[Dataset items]

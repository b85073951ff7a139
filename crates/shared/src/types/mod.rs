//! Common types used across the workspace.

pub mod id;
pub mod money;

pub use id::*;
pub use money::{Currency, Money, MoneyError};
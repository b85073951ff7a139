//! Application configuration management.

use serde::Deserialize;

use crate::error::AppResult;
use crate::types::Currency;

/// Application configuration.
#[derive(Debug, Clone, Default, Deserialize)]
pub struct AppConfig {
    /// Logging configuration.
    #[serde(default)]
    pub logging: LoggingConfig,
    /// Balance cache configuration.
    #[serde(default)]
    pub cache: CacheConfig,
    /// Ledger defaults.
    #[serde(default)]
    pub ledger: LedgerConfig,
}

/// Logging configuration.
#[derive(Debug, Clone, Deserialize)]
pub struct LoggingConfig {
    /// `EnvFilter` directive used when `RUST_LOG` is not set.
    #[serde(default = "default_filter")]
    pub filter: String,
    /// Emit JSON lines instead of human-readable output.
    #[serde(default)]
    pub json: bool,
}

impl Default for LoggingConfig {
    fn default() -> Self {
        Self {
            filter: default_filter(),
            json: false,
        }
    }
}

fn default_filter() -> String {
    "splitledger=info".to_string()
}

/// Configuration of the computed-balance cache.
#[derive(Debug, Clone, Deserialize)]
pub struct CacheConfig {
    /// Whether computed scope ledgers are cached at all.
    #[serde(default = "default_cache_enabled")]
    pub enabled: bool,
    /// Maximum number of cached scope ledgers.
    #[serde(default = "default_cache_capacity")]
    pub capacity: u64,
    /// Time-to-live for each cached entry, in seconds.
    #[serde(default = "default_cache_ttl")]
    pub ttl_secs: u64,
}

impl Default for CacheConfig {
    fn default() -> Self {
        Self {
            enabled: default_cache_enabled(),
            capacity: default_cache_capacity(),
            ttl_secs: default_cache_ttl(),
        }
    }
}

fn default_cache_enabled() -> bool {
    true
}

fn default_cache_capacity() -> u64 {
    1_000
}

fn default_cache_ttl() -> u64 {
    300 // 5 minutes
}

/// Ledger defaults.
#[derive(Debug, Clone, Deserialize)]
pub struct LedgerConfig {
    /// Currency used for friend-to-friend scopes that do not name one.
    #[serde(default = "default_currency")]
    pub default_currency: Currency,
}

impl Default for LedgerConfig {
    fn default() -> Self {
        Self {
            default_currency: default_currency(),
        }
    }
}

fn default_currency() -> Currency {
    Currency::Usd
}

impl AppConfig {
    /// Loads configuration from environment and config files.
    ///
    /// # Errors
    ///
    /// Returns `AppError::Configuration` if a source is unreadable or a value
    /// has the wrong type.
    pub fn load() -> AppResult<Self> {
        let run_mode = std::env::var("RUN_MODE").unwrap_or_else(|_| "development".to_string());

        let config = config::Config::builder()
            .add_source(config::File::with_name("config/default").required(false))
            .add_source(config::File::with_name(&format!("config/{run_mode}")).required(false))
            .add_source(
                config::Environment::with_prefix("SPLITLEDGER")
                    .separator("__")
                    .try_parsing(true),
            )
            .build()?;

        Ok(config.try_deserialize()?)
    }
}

---

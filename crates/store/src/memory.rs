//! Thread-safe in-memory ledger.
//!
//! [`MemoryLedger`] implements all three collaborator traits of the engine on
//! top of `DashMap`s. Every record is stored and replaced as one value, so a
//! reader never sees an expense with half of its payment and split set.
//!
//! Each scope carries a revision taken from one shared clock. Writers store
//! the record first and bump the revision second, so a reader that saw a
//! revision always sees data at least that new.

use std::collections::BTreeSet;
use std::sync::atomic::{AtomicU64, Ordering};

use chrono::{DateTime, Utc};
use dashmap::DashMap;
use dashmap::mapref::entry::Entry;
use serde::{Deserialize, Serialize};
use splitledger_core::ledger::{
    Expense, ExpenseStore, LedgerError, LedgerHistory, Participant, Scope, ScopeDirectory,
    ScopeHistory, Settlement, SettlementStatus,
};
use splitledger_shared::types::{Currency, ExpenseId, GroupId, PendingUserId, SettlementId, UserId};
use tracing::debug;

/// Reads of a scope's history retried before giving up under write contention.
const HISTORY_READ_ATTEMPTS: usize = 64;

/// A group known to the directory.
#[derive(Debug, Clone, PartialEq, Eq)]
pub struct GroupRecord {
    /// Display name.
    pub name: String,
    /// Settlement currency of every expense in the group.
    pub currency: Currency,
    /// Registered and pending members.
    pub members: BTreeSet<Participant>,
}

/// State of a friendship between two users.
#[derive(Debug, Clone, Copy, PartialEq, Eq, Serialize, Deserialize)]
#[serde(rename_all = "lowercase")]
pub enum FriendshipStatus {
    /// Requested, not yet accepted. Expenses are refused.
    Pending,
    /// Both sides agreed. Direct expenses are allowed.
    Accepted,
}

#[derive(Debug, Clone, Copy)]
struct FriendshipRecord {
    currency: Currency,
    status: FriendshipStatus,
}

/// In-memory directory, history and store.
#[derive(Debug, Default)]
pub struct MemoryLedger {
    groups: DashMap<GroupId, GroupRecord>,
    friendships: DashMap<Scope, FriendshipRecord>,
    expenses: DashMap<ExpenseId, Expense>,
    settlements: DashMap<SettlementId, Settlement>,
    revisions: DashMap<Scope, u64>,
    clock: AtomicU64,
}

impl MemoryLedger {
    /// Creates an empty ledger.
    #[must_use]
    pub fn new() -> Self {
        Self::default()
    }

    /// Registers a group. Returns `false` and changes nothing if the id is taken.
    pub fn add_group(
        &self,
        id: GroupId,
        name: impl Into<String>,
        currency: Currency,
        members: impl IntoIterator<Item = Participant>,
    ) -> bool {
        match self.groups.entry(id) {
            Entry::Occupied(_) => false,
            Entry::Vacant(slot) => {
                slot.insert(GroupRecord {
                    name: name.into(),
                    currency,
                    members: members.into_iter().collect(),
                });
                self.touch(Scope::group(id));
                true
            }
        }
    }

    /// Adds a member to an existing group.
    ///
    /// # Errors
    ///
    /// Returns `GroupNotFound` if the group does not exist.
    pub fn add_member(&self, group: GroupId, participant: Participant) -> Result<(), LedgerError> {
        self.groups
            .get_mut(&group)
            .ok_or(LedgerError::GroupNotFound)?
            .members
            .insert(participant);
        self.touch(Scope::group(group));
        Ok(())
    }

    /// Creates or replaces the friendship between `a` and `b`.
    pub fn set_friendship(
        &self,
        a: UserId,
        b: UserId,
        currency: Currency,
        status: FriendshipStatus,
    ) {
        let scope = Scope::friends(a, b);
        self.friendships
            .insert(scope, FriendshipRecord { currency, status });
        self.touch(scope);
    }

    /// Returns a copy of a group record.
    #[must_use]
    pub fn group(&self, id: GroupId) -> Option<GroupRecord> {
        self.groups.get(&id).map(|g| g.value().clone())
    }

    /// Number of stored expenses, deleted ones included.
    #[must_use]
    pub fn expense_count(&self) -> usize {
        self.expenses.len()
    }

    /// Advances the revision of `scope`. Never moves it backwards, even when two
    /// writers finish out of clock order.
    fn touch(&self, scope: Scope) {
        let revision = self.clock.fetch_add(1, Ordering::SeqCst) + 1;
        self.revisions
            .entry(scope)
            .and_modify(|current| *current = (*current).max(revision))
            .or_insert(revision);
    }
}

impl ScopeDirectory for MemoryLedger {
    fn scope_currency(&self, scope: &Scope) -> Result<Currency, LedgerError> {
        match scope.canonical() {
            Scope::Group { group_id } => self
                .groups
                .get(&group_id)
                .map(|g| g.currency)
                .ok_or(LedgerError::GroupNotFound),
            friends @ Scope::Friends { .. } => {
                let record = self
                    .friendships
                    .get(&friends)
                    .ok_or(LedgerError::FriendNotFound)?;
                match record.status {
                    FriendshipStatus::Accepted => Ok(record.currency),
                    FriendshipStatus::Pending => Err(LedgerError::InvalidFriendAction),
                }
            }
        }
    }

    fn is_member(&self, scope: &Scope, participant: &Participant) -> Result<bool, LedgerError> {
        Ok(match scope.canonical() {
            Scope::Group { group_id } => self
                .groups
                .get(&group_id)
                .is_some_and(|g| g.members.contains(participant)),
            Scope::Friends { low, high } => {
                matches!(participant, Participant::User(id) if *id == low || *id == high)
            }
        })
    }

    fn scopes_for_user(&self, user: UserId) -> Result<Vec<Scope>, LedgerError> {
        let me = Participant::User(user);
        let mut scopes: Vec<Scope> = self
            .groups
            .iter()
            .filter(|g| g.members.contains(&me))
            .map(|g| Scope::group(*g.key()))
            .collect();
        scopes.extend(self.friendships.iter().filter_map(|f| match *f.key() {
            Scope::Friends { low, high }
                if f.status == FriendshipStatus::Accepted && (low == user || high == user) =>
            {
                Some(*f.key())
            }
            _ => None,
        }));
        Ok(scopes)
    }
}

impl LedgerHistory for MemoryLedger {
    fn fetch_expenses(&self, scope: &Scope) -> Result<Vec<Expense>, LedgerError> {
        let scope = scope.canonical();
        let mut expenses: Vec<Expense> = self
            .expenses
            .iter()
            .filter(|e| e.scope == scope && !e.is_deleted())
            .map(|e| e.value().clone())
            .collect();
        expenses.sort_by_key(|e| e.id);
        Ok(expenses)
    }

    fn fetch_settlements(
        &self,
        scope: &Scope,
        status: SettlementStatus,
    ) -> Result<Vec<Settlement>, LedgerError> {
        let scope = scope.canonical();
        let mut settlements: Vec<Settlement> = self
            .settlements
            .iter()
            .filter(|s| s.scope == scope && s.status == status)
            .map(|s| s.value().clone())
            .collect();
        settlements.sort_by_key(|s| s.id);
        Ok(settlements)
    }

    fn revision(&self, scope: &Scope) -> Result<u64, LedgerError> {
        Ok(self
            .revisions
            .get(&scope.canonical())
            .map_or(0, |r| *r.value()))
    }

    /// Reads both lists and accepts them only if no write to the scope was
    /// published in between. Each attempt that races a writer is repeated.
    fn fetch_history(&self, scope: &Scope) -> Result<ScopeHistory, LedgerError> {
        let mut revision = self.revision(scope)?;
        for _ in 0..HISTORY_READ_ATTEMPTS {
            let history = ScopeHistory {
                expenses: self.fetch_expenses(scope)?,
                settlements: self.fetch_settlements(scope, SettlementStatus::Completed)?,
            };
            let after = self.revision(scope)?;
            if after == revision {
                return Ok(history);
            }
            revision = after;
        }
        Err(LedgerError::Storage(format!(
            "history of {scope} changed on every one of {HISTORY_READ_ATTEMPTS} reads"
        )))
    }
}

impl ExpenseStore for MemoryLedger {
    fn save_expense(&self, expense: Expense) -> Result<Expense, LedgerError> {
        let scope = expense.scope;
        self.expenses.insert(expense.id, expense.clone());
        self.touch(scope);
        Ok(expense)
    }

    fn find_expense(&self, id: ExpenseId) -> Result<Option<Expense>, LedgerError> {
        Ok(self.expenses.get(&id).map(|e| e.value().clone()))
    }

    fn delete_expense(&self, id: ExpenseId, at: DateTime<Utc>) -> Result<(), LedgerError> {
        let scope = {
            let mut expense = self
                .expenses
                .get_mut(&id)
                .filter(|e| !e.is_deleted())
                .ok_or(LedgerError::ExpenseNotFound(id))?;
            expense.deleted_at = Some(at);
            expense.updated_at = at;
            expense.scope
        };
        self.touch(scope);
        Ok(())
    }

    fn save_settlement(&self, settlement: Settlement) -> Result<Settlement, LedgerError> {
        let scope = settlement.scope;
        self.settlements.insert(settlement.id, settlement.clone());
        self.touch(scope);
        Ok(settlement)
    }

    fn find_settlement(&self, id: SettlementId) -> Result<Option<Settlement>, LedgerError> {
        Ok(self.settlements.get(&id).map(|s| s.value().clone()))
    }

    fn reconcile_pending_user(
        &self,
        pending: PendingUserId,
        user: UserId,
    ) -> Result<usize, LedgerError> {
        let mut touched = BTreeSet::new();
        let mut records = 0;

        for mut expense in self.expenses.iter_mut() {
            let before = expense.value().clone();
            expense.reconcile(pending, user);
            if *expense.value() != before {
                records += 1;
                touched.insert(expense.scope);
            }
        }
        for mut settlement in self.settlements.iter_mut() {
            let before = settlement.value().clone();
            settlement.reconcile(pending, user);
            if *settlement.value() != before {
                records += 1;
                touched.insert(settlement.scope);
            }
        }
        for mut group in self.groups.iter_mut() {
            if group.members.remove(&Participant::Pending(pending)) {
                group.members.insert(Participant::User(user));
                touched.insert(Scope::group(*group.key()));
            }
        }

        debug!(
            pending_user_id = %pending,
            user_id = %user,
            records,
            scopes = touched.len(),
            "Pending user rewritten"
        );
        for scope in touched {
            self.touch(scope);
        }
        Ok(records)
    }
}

==

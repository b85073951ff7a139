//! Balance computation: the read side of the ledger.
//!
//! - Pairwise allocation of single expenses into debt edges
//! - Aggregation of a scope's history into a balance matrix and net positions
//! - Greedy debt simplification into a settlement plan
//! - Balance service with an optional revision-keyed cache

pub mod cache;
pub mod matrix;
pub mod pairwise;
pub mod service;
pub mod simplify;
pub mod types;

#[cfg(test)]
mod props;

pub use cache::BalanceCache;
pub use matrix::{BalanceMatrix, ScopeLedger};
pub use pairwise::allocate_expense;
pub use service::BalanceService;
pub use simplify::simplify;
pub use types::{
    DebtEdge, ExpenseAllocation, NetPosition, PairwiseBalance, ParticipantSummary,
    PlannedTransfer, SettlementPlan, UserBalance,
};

▶ _EXERCISE REQUIREMENTS_:
Within the data above, tally every line that has "Application" in it. Answer with the number only.

▶ _EXERCISE OUTPUT_:
2